Au stade de l’apport, la plus-value sur les titres de la SEL est donc neutralisée non seulement sur le plan fiscal, mais également sur le plan social, puisque les prélèvements sociaux bénéficient aussi du report de taxation. « Attention néanmoins au coût fiscal de l’apport lui-même », prévient Dominique Leroy, expert-comptable au cabinet Exco Norméco. En effet, l’apport des titres d’une SEL à une SPFPL est soumis aux droits d’enregistrement, dont le montant peut dans certains cas être élevé : pour les parts d’une SELARL, 3 % pour un apport à titre onéreux (avec prise en charge du passif de l’apporteur par la SPFPL), contre 0,10 % seulement en cas d’apport à titre onéreux de titres d’une SELAFA ou d’une SELAS. « Attention également, poursuit Dominique Leroy : en cas d’apport avec une soulte, le report d’imposition tombe si cette dernière excède 10 % de la valeur nominale des titres reçus en échange de l’apport. » En pratique, une soulte est une somme d’argent que le pharmacien, qui apporte ses parts de SEL à une SPFPL, se réserve. Mais ce peut-être aussi, du point de vue fiscal, la prise en charge par la SPFPL d’un passif du pharmacien apporteur (un endettement). Il faut donc être vigilant sur ce point.
Ensuite la cession.
Dans un second temps, le titulaire vend son officine. La SPFPL cède donc à autre pharmacien les parts ou actions de la SEL qui lui ont été apportées, en principe au même prix ou pour un montant proche. Si les conditions fiscales de l’opération sont réunies, le report d’imposition de la plus-value produit alors son plein effet et il y aura peu, ou pas, de plus-value à payer pour la SPFPL : pas de plus-value si elle cède les titres de la SEL pour un prix correspondant à leur valeur d’apport, ou avec un montant de plus-value faible si ce prix est légèrement supérieur. En effet, comme on l’a vu plus haut, si la cession des titres de la SPFPL est réalisée après trois ans de détention, le report d’imposition de la plus-value est maintenu, même en l’absence de réinvestissement. Ce délai de trois ans conditionne donc l’optimisation fiscale de l’opération.

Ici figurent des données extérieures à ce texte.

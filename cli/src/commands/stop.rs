//! `dockyard stop`: remove the project container.

use std::process::ExitCode;

use anyhow::Result;

use crate::app::AppContext;
use crate::commands::ProjectArg;

/// Run `dockyard stop`.
///
/// # Errors
///
/// Returns an error if the project cannot be resolved or removal fails.
pub async fn run(args: &ProjectArg, app: &AppContext) -> Result<ExitCode> {
    let project = app.resolve_project(args.project.as_deref()).await?;
    let removed = {
        let reporter = app.terminal_reporter();
        app.reconciler(&reporter).stop(&project).await?
    };

    let ctx = &app.output;
    if removed {
        ctx.success(&format!("Project '{}' stopped.", project.name));
        ctx.info("Resume: dockyard start");
    } else {
        ctx.info(&format!("Project '{}' has no container.", project.name));
    }
    Ok(ExitCode::SUCCESS)
}
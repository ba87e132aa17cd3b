use actix_files::NamedFile;
use actix_web::{get, web};
use std::sync::Arc;

use crate::state::AppState;

/// Landing page
#[get("/")]
pub async fn home(state: web::Data<Arc<AppState>>) -> actix_web::Result<NamedFile> {
    let index = state.config.static_dir.join("index.html");
    Ok(NamedFile::open(index)?)
}
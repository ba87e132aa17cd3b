use anyhow::Result;
use clap::{Parser, Subcommand};
use textbrief_common::{logger, AppConfig};

#[derive(Parser)]
#[command(name = "textbrief")]
#[command(about = "TextBrief - text summarization service", long_about = None)]
struct Cli {
    #[command(subcommand)]
    command: Option<Commands>,
}

#[derive(Subcommand)]
enum Commands {
    /// Start the HTTP server
    Serve {
        /// Host to bind to
        #[arg(long, default_value = "127.0.0.1")]
        host: String,

        /// Port to bind to
        #[arg(long, default_value = "8000")]
        port: u16,
    },
}

#[tokio::main]
async fn main() -> Result<()> {
    let cli = Cli::parse();

    // Load environment variables from .env before reading config
    dotenv::dotenv().ok();

    match cli.command {
        Some(Commands::Serve { host, port }) => {
            // CLI arguments override env vars
            std::env::set_var("SERVER_HOST", &host);
            std::env::set_var("SERVER_PORT", port.to_string());

            let config = AppConfig::from_env()?;
            logger::setup_logging(&config.log_dir, &config.log_level)?;

            tracing::info!("TextBrief starting...");
            tracing::info!("  Host: {}", host);
            tracing::info!("  Port: {}", port);
            tracing::info!("  Model: {}", config.llm_model);

            println!("Server listening on http://{}:{}", host, port);

            textbrief_server::start_server(config).await?;
        }
        None => {
            // Default: start server with env/default config
            let config = AppConfig::from_env()?;
            logger::setup_logging(&config.log_dir, &config.log_level)?;

            tracing::info!("TextBrief starting with default configuration...");

            let bind_addr = config.server_bind_address();
            println!("Server listening on http://{}", bind_addr);

            textbrief_server::start_server(config).await?;
        }
    }

    Ok(())
}
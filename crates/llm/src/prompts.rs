//! Prompt templates for summarization

use crate::mode::LengthPolicy;

/// Base prompt for summary generation
pub const BASE_PROMPT: &str = "You are a summarizer. Condense the text below into a shorter version \
that preserves its salient content. State only facts from the text; no interpretation or opinion. \
Respond with the summary alone, no preamble.";

/// Prompt for a single summarization call
pub fn summarize_prompt(text: &str, policy: &LengthPolicy) -> String {
    format!(
        "{}\n\nTarget length: between {} and {} tokens.\n\nText:\n{}\n\nSummary:",
        BASE_PROMPT, policy.min_length, policy.max_length, text
    )
}
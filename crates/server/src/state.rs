use std::sync::Arc;
use textbrief_common::AppConfig;
use textbrief_llm::Summarizer;

/// Shared application state
///
/// Constructed once at startup; read-only for the process lifetime.
pub struct AppState {
    /// Application configuration
    pub config: AppConfig,

    /// Summarizer backed by the loaded model client
    pub summarizer: Arc<Summarizer>,
}

impl AppState {
    /// Create new application state
    pub fn new(config: AppConfig, summarizer: Arc<Summarizer>) -> Self {
        Self { config, summarizer }
    }
}
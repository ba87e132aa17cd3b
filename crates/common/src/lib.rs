pub mod config;
pub mod error;
pub mod logger;

// Re-export commonly used types
pub use config::AppConfig;
pub use error::TextBriefError;
pub type Result<T> = std::result::Result<T, TextBriefError>;
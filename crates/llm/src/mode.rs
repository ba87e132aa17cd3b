/// Summary length limits, in model tokens
#[derive(Debug, Clone, Copy, PartialEq, Eq)]
pub struct LengthPolicy {
    /// Maximum summary length
    pub max_length: usize,

    /// Minimum summary length
    pub min_length: usize,
}

/// Summary presentation mode
///
/// Controls target length and output formatting. Unrecognized labels fall
/// back to [`Mode::Standard`] rather than erroring.
#[derive(Debug, Clone, Copy, PartialEq, Eq)]
pub enum Mode {
    /// Short summary
    Brief,

    /// Longer, more thorough summary
    Detailed,

    /// Medium-length summary rendered as bullet points
    Bullet,

    /// Fallback for unrecognized mode labels
    Standard,
}

impl Mode {
    /// Resolve a mode label. Unknown labels map to `Standard` silently.
    pub fn from_label(label: &str) -> Self {
        match label {
            "brief" => Mode::Brief,
            "detailed" => Mode::Detailed,
            "bullet" => Mode::Bullet,
            _ => Mode::Standard,
        }
    }

    /// Length limits for this mode
    pub fn length_policy(&self) -> LengthPolicy {
        match self {
            Mode::Brief => LengthPolicy {
                max_length: 120,
                min_length: 50,
            },
            Mode::Detailed => LengthPolicy {
                max_length: 250,
                min_length: 100,
            },
            Mode::Bullet => LengthPolicy {
                max_length: 180,
                min_length: 70,
            },
            Mode::Standard => LengthPolicy {
                max_length: 150,
                min_length: 60,
            },
        }
    }
}
use serde::{Deserialize, Serialize};

fn default_mode() -> String {
    "brief".to_string()
}

/// Summarization request body
#[derive(Debug, Clone, Deserialize)]
pub struct SummarizeRequest {
    /// Text to summarize; absent is treated as blank and rejected
    #[serde(default)]
    pub text: String,

    /// Presentation mode; absent means "brief"
    #[serde(default = "default_mode")]
    pub mode: String,
}

/// Successful summarization response
#[derive(Debug, Serialize)]
pub struct SummarizeResponse {
    /// Final formatted summary
    pub summary: String,
}

/// Error response body
#[derive(Debug, Serialize)]
pub struct ErrorResponse {
    /// Human-readable failure message
    pub error: String,
}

Deux points à noter encore. Tout d’abord, les successions et donations n’étant en principe pas taxables au regard des plus-values, le report d’imposition applicable dans le montage de l’apport-cession peut se transformer en une exonération définitive si le pharmacien décède ou si, surtout, celui-ci fait donation à un enfant (par hypothèse diplômé) des titres de la SPFPL. Toutefois, si cette donation confère à l’enfant le contrôle de la SPFPL, il devra personnellement assumer l’imposition de la plus-value en report si, ultérieurement, il cède les titres qui lui ont été donnés dans un délai de dix-huit mois à compter de la donation. Il en sera de même si la SPFPL n’a pas respecté l’engagement de réinvestissement de 50 % au moins à la suite de la cession des titres qu’elle a recueillis dans l’apport. Par ailleurs, l’un des intérêts de l’apport-cession est aussi de permettre à la SPFPL de disposer à son actif, après la cession des titres de la SEL, de liquidités qui n’ont pas ou qui n’ont que peu subi l’impôt sur les sociétés. De ce point de vue, l’apport-cession peut donc être considéré comme un outil de réinvestissement pour le pharmacien qui vend son officine, puisqu’une SPFPL peut détenir des participations dans une, deux ou trois SEL.